Similar to the boats that are used in the Mekong Delta, the locals of Tam Coc offer their services and show you around the nearby scenery. The surrounding landscape has been deemed so attractive that it is being used in the upcoming Kong: Skull Island movie. You can find out more about amazing Ninh Binh experiences here.
6. Visit the last helicopter site in Saigon.
Moments before the North Vietnam forces captured Saigon, this helicopter landed on a makeshift helipad at the former American CIA building and tried to take as many people to safety as possible. This building is often missed by travellers but is an important landmark in one the wars most cataclysmic events – The fall of Saigon. You can try to climb on the building and relive the experience.
7. Read a book at tea house served by hearing impaired staff in Hoi An.
This cafe is very unique as all the staff that work here have impaired hearing, but this does not stop them delivering brilliant customer service. They are always smiling and you communicate with them using prepared instruction messages, printed onto small cubes. Due to its nature, this cafe is very tranquil and is a perfect place to submerge in a book, with a lovely cup of tea.
8. Hop on Bana Hills cable car – longest and highest non-stop cable car in the world.

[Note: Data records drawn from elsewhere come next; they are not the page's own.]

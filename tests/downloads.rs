use axum::body::Body;
use axum::http::{header, StatusCode};
use axum::response::{IntoResponse, Response};
use axum::routing::get;
use axum::Router;
use futures_util::stream::{self, StreamExt};
use model_linker::download_manager::{
    Credentials,
    DownloadJob,
    DownloadManager,
    DownloadRequest,
    DownloadStatus,
};
use std::convert::Infallible;
use std::path::Path;
use std::time::Duration;
use tempfile::tempdir;
use tokio::net::TcpListener;

const CHUNK: usize = 1024 * 1024;
const CHUNKS: usize = 10;

/// 10 MB in 1 MB chunks, one every 50 ms, with a content-length header.
async fn paced_model() -> Response {
    let body = stream::iter(0..CHUNKS).then(|i| async move {
        if i > 0 {
            tokio::time::sleep(Duration::from_millis(50)).await;
        }
        Ok::<_, Infallible>(vec![b'm'; CHUNK])
    });
    (
        [(header::CONTENT_LENGTH, (CHUNK * CHUNKS).to_string())],
        Body::from_stream(body),
    )
        .into_response()
}

/// Sends the first KiB of a 2 KiB file, then goes silent.
async fn stalled_model() -> Response {
    let body = stream::iter(0..2).then(|i| async move {
        if i > 0 {
            tokio::time::sleep(Duration::from_secs(3600)).await;
        }
        Ok::<_, Infallible>(vec![b's'; 1024])
    });
    ([(header::CONTENT_LENGTH, "2048")], Body::from_stream(body)).into_response()
}

async fn small_model() -> &'static str {
    "tiny model weights"
}

async fn gone() -> StatusCode {
    StatusCode::NOT_FOUND
}

async fn spawn_server() -> String {
    let app = Router::new()
        .route("/files/big.safetensors", get(paced_model))
        .route("/files/small.safetensors", get(small_model))
        .route("/files/stalled.safetensors", get(stalled_model))
        .route("/files/gone.safetensors", get(gone));
    let listener = TcpListener::bind("127.0.0.1:0").await.unwrap();
    let addr = listener.local_addr().unwrap();
    tokio::spawn(async move {
        axum::serve(listener, app).await.unwrap();
    });
    format!("http://{}", addr)
}

fn request(base: &str, file: &str, target_dir: &Path) -> DownloadRequest {
    DownloadRequest {
        url: format!("{}/files/{}", base, file),
        category: "checkpoints".into(),
        target_dir: target_dir.to_path_buf(),
        ..DownloadRequest::default()
    }
}

async fn wait_until<F>(manager: &DownloadManager, id: &str, done: F) -> DownloadJob
where
    F: Fn(&DownloadJob) -> bool,
{
    for _ in 0..1000 {
        if let Some(job) = manager.get_progress(id) {
            if done(&job) {
                return job;
            }
        }
        tokio::time::sleep(Duration::from_millis(10)).await;
    }
    panic!("download {} did not reach the expected state", id);
}

#[tokio::test]
async fn cancel_midway_removes_the_partial_file() {
    let base = spawn_server().await;
    let dir = tempdir().unwrap();
    let manager = DownloadManager::new(Credentials::default()).unwrap();

    let started = manager.start_download(request(&base, "big.safetensors", dir.path())).unwrap();
    let running = wait_until(&manager, &started.id, |job| job.downloaded >= 3 * CHUNK as u64).await;
    assert_eq!(running.status, DownloadStatus::Downloading);
    assert_eq!(running.total_size, (CHUNK * CHUNKS) as u64);
    assert!(running.progress.unwrap() < 100.0);

    assert!(manager.cancel(&started.id));
    let job = wait_until(&manager, &started.id, |job| job.status.is_terminal()).await;

    assert_eq!(job.status, DownloadStatus::Cancelled);
    assert!(job.downloaded < (CHUNK * CHUNKS) as u64);
    assert!(!started.dest_path.exists());
}

#[tokio::test]
async fn cancel_reaches_a_stream_that_stopped_sending() {
    let base = spawn_server().await;
    let dir = tempdir().unwrap();
    let manager = DownloadManager::new(Credentials::default()).unwrap();

    let started = manager.start_download(request(&base, "stalled.safetensors", dir.path())).unwrap();
    let running = wait_until(&manager, &started.id, |job| job.downloaded >= 1024).await;
    assert_eq!(running.status, DownloadStatus::Downloading);
    assert_eq!(running.total_size, 2048);
    assert!(started.dest_path.exists());

    assert!(manager.cancel(&started.id));
    let job = wait_until(&manager, &started.id, |job| job.status.is_terminal()).await;

    assert_eq!(job.status, DownloadStatus::Cancelled);
    assert_eq!(job.downloaded, 1024);
    assert!(!started.dest_path.exists());
}

#[tokio::test]
async fn completed_download_reports_full_progress() {
    let base = spawn_server().await;
    let dir = tempdir().unwrap();
    let manager = DownloadManager::new(Credentials::default()).unwrap();

    let started = manager.start_download(request(&base, "small.safetensors", dir.path())).unwrap();
    let job = wait_until(&manager, &started.id, |job| job.status.is_terminal()).await;

    assert_eq!(job.status, DownloadStatus::Completed);
    assert_eq!(job.progress, Some(100.0));
    assert_eq!(job.total_size, job.downloaded);
    assert_eq!(job.speed, 0.0);
    assert_eq!(std::fs::read(&started.dest_path).unwrap(), b"tiny model weights");

    // Cancelling after completion changes nothing and keeps the file.
    assert!(!manager.cancel(&started.id));
    let after = manager.get_progress(&started.id).unwrap();
    assert_eq!(after.status, DownloadStatus::Completed);
    assert!(started.dest_path.exists());

    assert_eq!(manager.clear_finished(), 1);
    assert!(manager.get_progress(&started.id).is_none());
}

#[tokio::test]
async fn http_404_becomes_a_readable_error() {
    let base = spawn_server().await;
    let dir = tempdir().unwrap();
    let manager = DownloadManager::new(Credentials::default()).unwrap();

    let started = manager.start_download(request(&base, "gone.safetensors", dir.path())).unwrap();
    let job = wait_until(&manager, &started.id, |job| job.status.is_terminal()).await;

    assert_eq!(job.status, DownloadStatus::Error);
    assert!(job.error.unwrap().contains("File not found"));
    assert!(!started.dest_path.exists());
}

#[tokio::test]
async fn progress_never_goes_backwards() {
    let base = spawn_server().await;
    let dir = tempdir().unwrap();
    let manager = DownloadManager::new(Credentials::default()).unwrap();

    let started = manager.start_download(request(&base, "big.safetensors", dir.path())).unwrap();
    let mut last = 0;
    for _ in 0..500 {
        let job = manager.get_progress(&started.id).unwrap();
        assert!(job.downloaded >= last);
        assert!(job.speed >= 0.0);
        if job.total_size == 0 {
            assert!(job.progress.is_none());
        }
        last = job.downloaded;
        if job.status.is_terminal() {
            assert_eq!(job.status, DownloadStatus::Completed);
            break;
        }
        tokio::time::sleep(Duration::from_millis(20)).await;
    }
    assert_eq!(manager.get_progress(&started.id).unwrap().status, DownloadStatus::Completed);
    assert_eq!(std::fs::metadata(&started.dest_path).unwrap().len(), (CHUNK * CHUNKS) as u64);
}
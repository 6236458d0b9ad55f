// model-linker/src/lib.rs

//! Finds the model files a node-graph workflow references but the local
//! model folders do not contain, ranks local replacements, locates remote
//! sources and downloads them in the background.

pub mod config;
pub mod download_manager;
pub mod error;
pub mod inventory;
pub mod linker;
pub mod logging;
pub mod matcher;
pub mod resolution;
pub mod server;
pub mod sources;
pub mod workflow_analyzer;

pub use config::LinkerConfig;
pub use server::{build_router, serve, AppState, LinkerContext};
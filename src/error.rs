// model-linker/src/error.rs

use axum::extract::rejection::JsonRejection;
use axum::http::StatusCode;
use axum::response::{IntoResponse, Response};
use axum::Json;
use serde_json::json;
use thiserror::Error;

/// Errors surfaced at the HTTP boundary.
#[derive(Debug, Error)]
pub enum ApiError {
    #[error("{0}")]
    BadRequest(String),
    #[error("{0}")]
    NotFound(String),
    #[error("{0}")]
    Internal(String),
}

impl ApiError {
    pub fn status(&self) -> StatusCode {
        match self {
            ApiError::BadRequest(_) => StatusCode::BAD_REQUEST,
            ApiError::NotFound(_) => StatusCode::NOT_FOUND,
            ApiError::Internal(_) => StatusCode::INTERNAL_SERVER_ERROR,
        }
    }
}

impl IntoResponse for ApiError {
    fn into_response(self) -> Response {
        let status = self.status();
        (status, Json(json!({ "success": false, "error": self.to_string() }))).into_response()
    }
}

impl From<JsonRejection> for ApiError {
    fn from(rejection: JsonRejection) -> Self {
        ApiError::BadRequest(rejection.body_text())
    }
}

pub type ApiResult<T> = Result<T, ApiError>;
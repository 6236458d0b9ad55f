// model-linker/src/linker.rs

use log::{debug, info};
use reqwest::header::CONTENT_LENGTH;
use reqwest::Client;
use serde_json::Value;
use std::collections::HashMap;
use std::time::Duration;

use crate::download_manager::{authorize, Credentials};
use crate::inventory::path_utils::file_name_of;
use crate::inventory::{LocalModel, ModelLookup};
use crate::matcher::match_missing_entry;
use crate::sources::{MatchKind, RemoteSource, SourceChain, SourceKind};
use crate::workflow_analyzer::{
    analyze_workflow_models,
    extract_workflow_urls,
    identify_missing_models,
    AnalysisResult,
    MissingEntry,
    WorkflowUrl,
};

const SIZE_PROBE_TIMEOUT: Duration = Duration::from_secs(5);

#[derive(Debug, Clone, Copy, PartialEq)]
pub struct MatchOptions {
    pub similarity_threshold: f64,
    pub max_matches_per_model: usize,
}

impl Default for MatchOptions {
    fn default() -> Self {
        Self { similarity_threshold: 0.0, max_matches_per_model: 10 }
    }
}

fn attach_workflow_url(entry: &mut MissingEntry, urls: &HashMap<String, WorkflowUrl>) {
    let Some(found) = urls.get(file_name_of(entry.filename())) else {
        return;
    };
    entry.workflow_url = Some(found.url.clone()).filter(|u| !u.is_empty());
    entry.workflow_directory = Some(found.directory.clone()).filter(|d| !d.is_empty());
    entry.url_source = found.source;
}

/// Missing references of the workflow, each with its embedded URL (if any)
/// and ranked local replacement candidates.
pub fn analyze_and_find_matches(
    workflow: &Value,
    lookup: &dyn ModelLookup,
    available: &[LocalModel],
    options: MatchOptions,
) -> AnalysisResult {
    let workflow_urls = extract_workflow_urls(workflow);
    let references = analyze_workflow_models(workflow, lookup);
    let mut missing = identify_missing_models(&references);

    for entry in &mut missing {
        attach_workflow_url(entry, &workflow_urls);
        entry.matches = match_missing_entry(
            entry,
            available,
            options.similarity_threshold,
            options.max_matches_per_model,
        );
    }

    info!(
        "Workflow analysis: {} model reference(s), {} missing, {} local file(s) considered",
        references.len(),
        missing.len(),
        available.len()
    );
    AnalysisResult {
        total_missing: missing.len(),
        total_models_analyzed: references.len(),
        missing_models: missing,
    }
}

/// Size announced by a HEAD request, if the server answers in time.
pub async fn probe_size(client: &Client, url: &str, credentials: &Credentials) -> Option<u64> {
    let authorized = authorize(url, credentials);
    let mut request = client.head(&authorized.url).timeout(SIZE_PROBE_TIMEOUT);
    if let Some(token) = &authorized.bearer {
        request = request.bearer_auth(token);
    }
    let response = match request.send().await {
        Ok(response) if response.status().is_success() => response,
        Ok(response) => {
            debug!("HEAD {} returned {}", url, response.status());
            return None;
        }
        Err(e) => {
            debug!("HEAD {} failed: {}", url, e);
            return None;
        }
    };
    response
        .headers()
        .get(CONTENT_LENGTH)
        .and_then(|v| v.to_str().ok())
        .and_then(|v| v.parse().ok())
}

/// Chooses one remote source for every entry that has no perfect local
/// match: the URL embedded in the workflow when there is one, otherwise
/// the first exact hit of the source chain.
pub async fn attach_download_sources(
    result: &mut AnalysisResult,
    chain: &SourceChain,
    client: &Client,
    credentials: &Credentials,
) {
    for entry in result.missing_models.iter_mut() {
        if entry.has_perfect_match() {
            continue;
        }
        let filename = file_name_of(entry.filename()).to_string();

        let mut source = match entry.workflow_url.clone() {
            Some(url) => {
                let mut source = RemoteSource::new(SourceKind::from_url(&url), &filename, &url, MatchKind::Workflow);
                source.directory = entry.workflow_directory.clone();
                source.size = probe_size(client, &url, credentials).await;
                Some(source)
            }
            None => chain.find_exact(&filename).await,
        };

        if let Some(source) = source.as_mut() {
            if source.directory.is_none() && entry.reference.category != "unknown" {
                source.directory = Some(entry.reference.category.clone());
            }
            debug!("Download source for {}: {:?} {}", filename, source.source, source.url);
        }
        entry.download_source = source;
    }
}
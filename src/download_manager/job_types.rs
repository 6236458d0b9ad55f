// model-linker/src/download_manager/job_types.rs

use chrono::{DateTime, Utc};
use serde::{Deserialize, Serialize};
use std::path::PathBuf;

#[derive(Serialize, Deserialize, Debug, Clone, Copy, PartialEq, Eq)]
#[serde(rename_all = "snake_case")]
pub enum DownloadStatus {
    Starting,
    Downloading,
    Completed,
    Error,
    Cancelled,
}

impl DownloadStatus {
    pub fn is_terminal(self) -> bool {
        matches!(self, DownloadStatus::Completed | DownloadStatus::Error | DownloadStatus::Cancelled)
    }
}

/// Progress record of one background download.
#[derive(Serialize, Deserialize, Debug, Clone, PartialEq)]
pub struct DownloadJob {
    pub id: String,
    pub url: String,
    pub filename: String,
    pub category: String,
    pub dest_path: PathBuf,
    pub status: DownloadStatus,
    pub downloaded: u64,
    /// 0 while the size is unknown.
    pub total_size: u64,
    /// Percentage; absent until the total size is known.
    #[serde(skip_serializing_if = "Option::is_none")]
    pub progress: Option<f64>,
    /// Smoothed bytes per second.
    pub speed: f64,
    pub started_at: DateTime<Utc>,
    #[serde(skip_serializing_if = "Option::is_none")]
    pub error: Option<String>,
}

impl DownloadJob {
    pub fn new(id: &str, url: &str, filename: &str, category: &str, dest_path: PathBuf) -> Self {
        Self {
            id: id.to_string(),
            url: url.to_string(),
            filename: filename.to_string(),
            category: category.to_string(),
            dest_path,
            status: DownloadStatus::Starting,
            downloaded: 0,
            total_size: 0,
            progress: None,
            speed: 0.0,
            started_at: Utc::now(),
            error: None,
        }
    }

    pub fn refresh_progress(&mut self) {
        self.progress = if self.total_size > 0 {
            let pct = self.downloaded as f64 / self.total_size as f64 * 100.0;
            Some((pct.min(100.0) * 10.0).round() / 10.0)
        } else {
            None
        };
    }

    /// Records `bytes` more received. Counters only move forward.
    pub fn add_downloaded(&mut self, bytes: u64, speed: Option<f64>) {
        self.downloaded = self.downloaded.saturating_add(bytes);
        if let Some(speed) = speed {
            self.speed = speed.max(0.0);
        }
        self.refresh_progress();
    }

    pub fn mark_completed(&mut self) {
        if self.total_size == 0 {
            self.total_size = self.downloaded;
        }
        self.status = DownloadStatus::Completed;
        self.speed = 0.0;
        self.progress = if self.total_size > 0 { Some(100.0) } else { None };
    }

    pub fn mark_failed(&mut self, message: &str) {
        self.status = DownloadStatus::Error;
        self.speed = 0.0;
        self.error = Some(message.to_string());
    }

    pub fn mark_cancelled(&mut self) {
        self.status = DownloadStatus::Cancelled;
        self.speed = 0.0;
    }
}
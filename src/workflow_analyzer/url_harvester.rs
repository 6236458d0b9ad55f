// model-linker/src/workflow_analyzer/url_harvester.rs

use log::{debug, error};
use once_cell::sync::Lazy;
use regex::Regex;
use serde_json::Value;
use std::collections::{HashMap, HashSet};

use crate::inventory::path_utils::strip_extension;

use super::subgraphs::{subgraph_definitions, top_level_nodes};
use super::types::{UrlSource, WorkflowUrl};

// Only the two hosting sites the downloader knows how to authenticate against.
static URL_PATTERN: Lazy<Regex> = Lazy::new(|| {
    Regex::new(r#"https?://(?:huggingface\.co|civitai\.com)[^\s"'<>)\\]+"#).expect("valid url pattern")
});

// `pth` is listed before `pt` so "x.pth" is not cut short to "x.pt".
static MODEL_FILE_PATTERN: Lazy<Regex> = Lazy::new(|| {
    Regex::new(r"(?i)[\w\-.%]+\.(?:safetensors|ckpt|pth|pt|bin|onnx)").expect("valid model file pattern")
});

fn percent_decode(value: &str) -> String {
    urlencoding::decode(value)
        .map(|decoded| decoded.into_owned())
        .unwrap_or_else(|_| value.to_string())
}

/// Pass 1: `properties.models` entries on every node. First name wins.
fn harvest_node_properties(workflow: &Value, url_map: &mut HashMap<String, WorkflowUrl>) {
    let definitions = subgraph_definitions(workflow);
    let all_nodes = top_level_nodes(workflow)
        .iter()
        .chain(definitions.iter().flat_map(|def| def.nodes.iter()));

    for node in all_nodes {
        let node_type = node.get("type").and_then(Value::as_str).unwrap_or("");
        let models = match node
            .get("properties")
            .and_then(|props| props.get("models"))
            .and_then(Value::as_array)
        {
            Some(models) => models,
            None => continue,
        };

        for model_info in models {
            let field = |key: &str| {
                model_info
                    .get(key)
                    .and_then(Value::as_str)
                    .unwrap_or("")
                    .to_string()
            };
            let name = field("name");
            if name.is_empty() || url_map.contains_key(&name) {
                continue;
            }
            url_map.insert(
                name,
                WorkflowUrl {
                    url: field("url"),
                    directory: field("directory"),
                    node_type: Some(node_type.to_string()),
                    source: UrlSource::NodeProperties,
                },
            );
        }
    }
}

fn clean_urls(text: &str) -> Vec<String> {
    URL_PATTERN
        .find_iter(text)
        .filter_map(|m| {
            let url = m
                .as_str()
                .split(')')
                .next()
                .unwrap_or("")
                .replace("\\n", "")
                .replace('\n', "");
            let url = url.trim();
            if url.is_empty() { None } else { Some(url.to_string()) }
        })
        .collect()
}

/// Model filenames mentioned anywhere in the text, as (decoded, original)
/// pairs in first-seen order.
fn mentioned_filenames(text: &str) -> Vec<(String, String)> {
    let mut seen = HashSet::new();
    let mut files = Vec::new();
    for m in MODEL_FILE_PATTERN.find_iter(text) {
        let cleaned = m.as_str().trim();
        let starts_alnum = cleaned.chars().next().map_or(false, char::is_alphanumeric);
        if !starts_alnum {
            continue;
        }
        let decoded = percent_decode(cleaned);
        if seen.insert(decoded.clone()) {
            files.push((decoded, cleaned.to_string()));
        }
    }
    files
}

/// First URL that mentions the file: decoded name, then original name, then
/// the name without its extension.
fn find_url_for<'a>(decoded: &str, original: &str, urls: &'a [String]) -> Option<&'a String> {
    let base = strip_extension(decoded);
    let decoded_base = percent_decode(base);
    urls.iter().find(|url| {
        url.contains(decoded)
            || url.contains(original)
            || url.contains(base)
            || url.contains(decoded_base.as_str())
    })
}

/// Pass 2: URLs and filenames pattern-matched over the serialized workflow.
/// Never replaces a URL found by pass 1.
fn harvest_text_matches(workflow: &Value, url_map: &mut HashMap<String, WorkflowUrl>) {
    let text = match serde_json::to_string(workflow) {
        Ok(text) => text,
        Err(e) => {
            error!("Failed to serialize workflow for URL extraction: {}", e);
            return;
        }
    };

    let urls = clean_urls(&text);
    if urls.is_empty() {
        return;
    }

    for (decoded, original) in mentioned_filenames(&text) {
        if url_map.get(&decoded).map_or(false, |entry| !entry.url.is_empty()) {
            continue;
        }
        let Some(url) = find_url_for(&decoded, &original, &urls) else {
            continue;
        };
        match url_map.get_mut(&decoded) {
            Some(entry) => {
                entry.url = url.clone();
                entry.source = UrlSource::Regex;
            }
            None => {
                url_map.insert(
                    decoded,
                    WorkflowUrl {
                        url: url.clone(),
                        directory: String::new(),
                        node_type: None,
                        source: UrlSource::Regex,
                    },
                );
            }
        }
    }
}

/// Filename -> download URL embedded in the workflow.
pub fn extract_workflow_urls(workflow: &Value) -> HashMap<String, WorkflowUrl> {
    let mut url_map = HashMap::new();
    harvest_node_properties(workflow, &mut url_map);
    harvest_text_matches(workflow, &mut url_map);
    debug!("Extracted {} URLs from workflow", url_map.len());
    url_map
}
// model-linker/src/resolution/mod.rs

pub mod applier;
pub mod types;

pub use applier::{apply_resolution, expand_entry_resolution, ApplySummary};
pub use types::Resolution;
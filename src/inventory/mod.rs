// model-linker/src/inventory/mod.rs

pub mod folder_registry;
pub mod path_utils;
pub mod scanner;
pub mod types;

pub use folder_registry::{FolderRegistry, ModelLookup, MODEL_EXTENSIONS};
pub use scanner::{scan_all_directories, scan_directory};
pub use types::{CategoryFolders, LocalModel};
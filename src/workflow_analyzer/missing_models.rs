// model-linker/src/workflow_analyzer/missing_models.rs

use std::collections::HashMap;

use super::types::{MissingEntry, ModelReference};

/// Groups the references whose file does not exist by their raw filename.
///
/// The first reference seen for a filename becomes the entry's base record;
/// every occurrence (including the first) lands in `all_node_refs`, so one
/// resolution decision can patch every node that uses the file.
pub fn identify_missing_models(workflow_models: &[ModelReference]) -> Vec<MissingEntry> {
    let mut entries: Vec<MissingEntry> = Vec::new();
    let mut by_filename: HashMap<&str, usize> = HashMap::new();

    for model_ref in workflow_models.iter().filter(|r| !r.exists) {
        match by_filename.get(model_ref.original_path.as_str()) {
            Some(&index) => {
                let entry = &mut entries[index];
                let already_listed = entry.all_node_refs.iter().any(|r| same_slot(r, model_ref));
                if !already_listed {
                    entry.all_node_refs.push(model_ref.clone());
                }
            }
            None => {
                by_filename.insert(model_ref.original_path.as_str(), entries.len());
                entries.push(MissingEntry::new(model_ref.clone()));
            }
        }
    }
    entries
}

fn same_slot(a: &ModelReference, b: &ModelReference) -> bool {
    a.node_id.same_node(&b.node_id)
        && a.widget_index == b.widget_index
        && a.subgraph_id == b.subgraph_id
        && a.is_top_level == b.is_top_level
}
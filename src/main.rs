// model-linker/src/main.rs

use log::{error, info};
use std::process::ExitCode;

use model_linker::logging::init_logging;
use model_linker::{serve, AppState, LinkerConfig, LinkerContext};

#[tokio::main]
async fn main() -> ExitCode {
    let config = match LinkerConfig::load() {
        Ok(config) => config,
        Err(e) => {
            eprintln!("Failed to load configuration: {}", e);
            return ExitCode::FAILURE;
        }
    };

    match init_logging(&config.log_config) {
        Ok(message) => info!("{}", message),
        Err(e) => {
            eprintln!("{}", e);
            return ExitCode::FAILURE;
        }
    }

    info!("======= MODEL LINKER STARTUP =======");
    info!("Runtime Info: OS: {}, Arch: {}", std::env::consts::OS, std::env::consts::ARCH);

    let ctx = match LinkerContext::from_config(&config) {
        Ok(ctx) => ctx,
        Err(e) => {
            error!("Failed to initialise services: {}", e);
            return ExitCode::FAILURE;
        }
    };
    for (category, dir) in ctx.registry.directories() {
        info!("[STARTUP] {} -> {}", category, dir.display());
    }

    if let Err(e) = serve(AppState::new(ctx), &config.bind_addr).await {
        error!("{}", e);
        return ExitCode::FAILURE;
    }
    info!("Model linker stopped");
    ExitCode::SUCCESS
}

Bana hills were the entertainment and vacation capital for generals during the French colonial period. Nowadays it is a great attraction for families and tourists as there is a theme park, some beautiful hotel resorts, and houses the longest non-stop cable car in the world. The high altitude offers peace and tranquillity and a welcome breath of fresh air. The cable car journey and destination at the top both offer breathtaking views all the way down to the coast.
9. Shoot a gun in Cu Chi Tunnels.
Get a taste of the Vietnam war by shooting an Ak47 in Cu Chi Shooting range. Cu Chi is a historic underground complex tunnel of more than 100km created by Viet Cong guerrilla to avoid American bombs during the war.
10. Paddle up a small creek on a wooden boat in Coconut Island in Hoi An.
Go to Cam Thanh coconut island for local Vietnam experiences, where you can paddle and learn how to row a boat and catch crabs just like locals do in Cam Thanh Hoi An. Although rowing the boat is good fun, it is much harder than it looks and the locals may end up having a little giggle at you!
11. Explore Mekong Delta local life and climb a Coconut tree.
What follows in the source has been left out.